LTE-Advanced, or 4G +
The next stage in the development of 4G LTE networks is the LTE-A (LTE-Advanced) standard. Some operators call this technology 4G + for marketing purposes, but this is fundamentally incorrect. Those. in fact, it is LTE-Advanced that is the real 4G. Data rates in LTE-A network are significantly faster than conventional LTE. The main feature of LTE-Advanced is frequency band aggregation. A subscriber device with LTE-A support summarizes data transmission channels in different frequency ranges available to the operator. For example, by combining several frequency bands in the 2600 MHz band, it receives a 40 MHz channel, which gives a speed in the LTE-Advanced network of 300 Mbit / s. But this is far from the limit. If you add another 20 MHz from the 1800 MHz band, you get a 60 MHz channel (band 7 + band 3), which is already 450 Mbit / s! In other words, these are theoretical or bench speeds. In reality, of course, they are much smaller, but nevertheless, the LTE-Advanced wireless technology is quite close to wired speeds.
It should be noted that all operators can aggregate different channels in different frequency ranges if they have the appropriate licenses and network infrastructure. The main task is to expand the frequency range. The wider it is, the higher the maximum speed, i.e. network bandwidth. But of course, there must be subscriber equipment that supports LTE-Advanced.
4G LTE Perspectives
Despite the fact that the 4G LTE standard appeared several years ago, there are still no 3G networks in many regions of our country. So there is still room to grow. Networks of the 5th generation (5G) are already being tested in the world, but in real conditions 4G LTE networks will dominate for a long time, since operators are actively developing them.

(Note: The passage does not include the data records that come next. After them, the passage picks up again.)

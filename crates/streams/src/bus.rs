use std::collections::BTreeMap;

use redis::aio::ConnectionManager;
use redis::AsyncCommands;
use tokio::time::{sleep, Duration};
use tracing::{info, warn};

use crate::error::{Result, StreamError};
use crate::types::ConsumedMessage;

/// Minimum delay between connect attempts (seconds).
const BACKOFF_BASE_SECS: u64 = 2;
/// Maximum delay between connect attempts (seconds).
const BACKOFF_MAX_SECS: u64 = 60;
/// Attempts before giving up on initial connection.
const MAX_CONNECT_ATTEMPTS: u32 = 10;

/// Redis Streams-backed job bus. One connection (redis's own
/// `ConnectionManager` already reconnects transparently on drop) shared by
/// the dispatcher, worker, and scheduler.
pub struct StreamBus {
    conn: ConnectionManager,
}

impl StreamBus {
    /// Connect with exponential backoff + jitter
    /// (here: 2s → 4s → … capped at 60s, 10 attempts).
    pub async fn connect(redis_url: &str) -> Result<Self> {
        let client = redis::Client::open(redis_url).map_err(StreamError::Redis)?;
        let mut delay = BACKOFF_BASE_SECS;

        for attempt in 1..=MAX_CONNECT_ATTEMPTS {
            match client.get_connection_manager().await {
                Ok(conn) => {
                    info!(attempt, "connected to redis stream bus");
                    return Ok(Self { conn });
                }
                Err(e) if attempt == MAX_CONNECT_ATTEMPTS => {
                    return Err(StreamError::ConnectionFailed(e.to_string()));
                }
                Err(e) => {
                    let jittered = delay + jitter_secs(delay);
                    warn!(attempt, max = MAX_CONNECT_ATTEMPTS, error = %e, retry_after_secs = jittered, "redis connect failed, retrying");
                    sleep(Duration::from_secs(jittered)).await;
                    delay = (delay * 2).min(BACKOFF_MAX_SECS);
                }
            }
        }
        unreachable!("backoff loop exited without returning")
    }

    /// Create the consumer group for a stream, with `MKSTREAM` so the
    /// stream itself is created if absent. "Already exists" is not an
    /// error.
    pub async fn create_group(&mut self, stream: &str, group: &str) -> Result<()> {
        let result: redis::RedisResult<()> = self
            .conn
            .xgroup_create_mkstream(stream, group, "$")
            .await;
        match result {
            Ok(()) => Ok(()),
            Err(e) if e.to_string().contains("BUSYGROUP") => Ok(()),
            Err(e) => Err(StreamError::Redis(e)),
        }
    }

    /// Idempotently ensure every stream/group pair from
    /// `bearmemori_core::streams::ALL_STREAMS` exists.
    pub async fn ensure_all_groups(&mut self) -> Result<()> {
        for (stream, group) in bearmemori_core::streams::ALL_STREAMS {
            self.create_group(stream, group).await?;
        }
        Ok(())
    }

    /// Publish a flat string-valued payload to `stream`. Returns the
    /// redis-assigned entry id.
    pub async fn publish(&mut self, stream: &str, fields: &BTreeMap<String, String>) -> Result<String> {
        let mut cmd = redis::cmd("XADD");
        cmd.arg(stream).arg("*");
        for (k, v) in fields {
            cmd.arg(k).arg(v);
        }
        let id: String = cmd.query_async(&mut self.conn).await.map_err(StreamError::Redis)?;
        Ok(id)
    }

    /// Read up to `count` new messages for `consumer` in `group`, blocking
    /// up to `block_ms` if none are immediately available.
    pub async fn consume(
        &mut self,
        stream: &str,
        group: &str,
        consumer: &str,
        count: usize,
        block_ms: usize,
    ) -> Result<Vec<ConsumedMessage>> {
        let opts = redis::streams::StreamReadOptions::default()
            .group(group, consumer)
            .count(count)
            .block(block_ms);

        let reply: redis::streams::StreamReadReply = self
            .conn
            .xread_options(&[stream], &[">"], &opts)
            .await
            .map_err(StreamError::Redis)?;

        let mut out = Vec::new();
        for stream_key in reply.keys {
            for entry in stream_key.ids {
                let mut fields = BTreeMap::new();
                for (k, v) in entry.map {
                    if let redis::Value::BulkString(bytes) = v {
                        let s = String::from_utf8(bytes)
                            .map_err(|e| StreamError::Malformed(e.to_string()))?;
                        fields.insert(k, s);
                    }
                }
                out.push(ConsumedMessage { id: entry.id, stream: stream_key.key.clone(), fields });
            }
        }
        Ok(out)
    }

    /// Reclaim pending entries idle for at least `min_idle_ms` back to
    /// `consumer` via `XAUTOCLAIM`. This is what lets an `unavailable`
    /// failure left unacked come back around for another attempt without
    /// the worker ever re-publishing it itself.
    pub async fn reclaim_idle(&mut self, stream: &str, group: &str, consumer: &str, min_idle_ms: usize, count: usize) -> Result<Vec<ConsumedMessage>> {
        let reply: redis::Value = redis::cmd("XAUTOCLAIM")
            .arg(stream)
            .arg(group)
            .arg(consumer)
            .arg(min_idle_ms)
            .arg("0-0")
            .arg("COUNT")
            .arg(count)
            .query_async(&mut self.conn)
            .await
            .map_err(StreamError::Redis)?;

        let top = as_array(&reply);
        let entries = top.get(1).map(as_array).unwrap_or_default();

        let mut out = Vec::new();
        for entry in entries {
            let pair = as_array(&entry);
            let (Some(id_value), Some(fields_value)) = (pair.first(), pair.get(1)) else { continue };
            let Some(id) = as_bulk_string(id_value) else { continue };

            let mut fields = BTreeMap::new();
            let raw_fields = as_array(fields_value);
            let mut iter = raw_fields.into_iter();
            while let (Some(k), Some(v)) = (iter.next(), iter.next()) {
                if let (Some(k), Some(v)) = (as_bulk_string(&k), as_bulk_string(&v)) {
                    fields.insert(k, v);
                }
            }
            out.push(ConsumedMessage { id, stream: stream.to_string(), fields });
        }
        Ok(out)
    }

    pub async fn ack(&mut self, stream: &str, group: &str, message_id: &str) -> Result<()> {
        let _: i64 = self
            .conn
            .xack(stream, group, &[message_id])
            .await
            .map_err(StreamError::Redis)?;
        Ok(())
    }
}

fn as_array(value: &redis::Value) -> Vec<redis::Value> {
    match value {
        redis::Value::Array(items) | redis::Value::Set(items) => items.clone(),
        _ => Vec::new(),
    }
}

fn as_bulk_string(value: &redis::Value) -> Option<String> {
    match value {
        redis::Value::BulkString(bytes) => String::from_utf8(bytes.clone()).ok(),
        redis::Value::SimpleString(s) => Some(s.clone()),
        _ => None,
    }
}

fn jitter_secs(base_secs: u64) -> u64 {
    let nanos = std::time::SystemTime::now()
        .duration_since(std::time::UNIX_EPOCH)
        .map(|d| d.subsec_nanos())
        .unwrap_or(0);
    let max_jitter = ((base_secs as f64) * 0.10) as u64;
    if max_jitter == 0 {
        0
    } else {
        (nanos as u64) % max_jitter
    }
}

In many cases, 4G Internet is not only an alternative to a wired connection, but also an uncontested only option, including an economically viable one. Remote objects, the laying of a wire to which is associated with certain difficulties or risks, and sometimes even impossible, also need to be connected. It is often possible to connect 4G internet even where there is no LTE coverage. For this, special that catch and amplify 4G LTE signal. To choose the right antenna, you need to know which operator's network you need to catch, at what frequency it operates, as well as in which duplex mode (FDD or TDD). Our determine the type of signal, measure its parameters, select the appropriate equipment to ensure fast and stable Internet access via the 4G LTE network.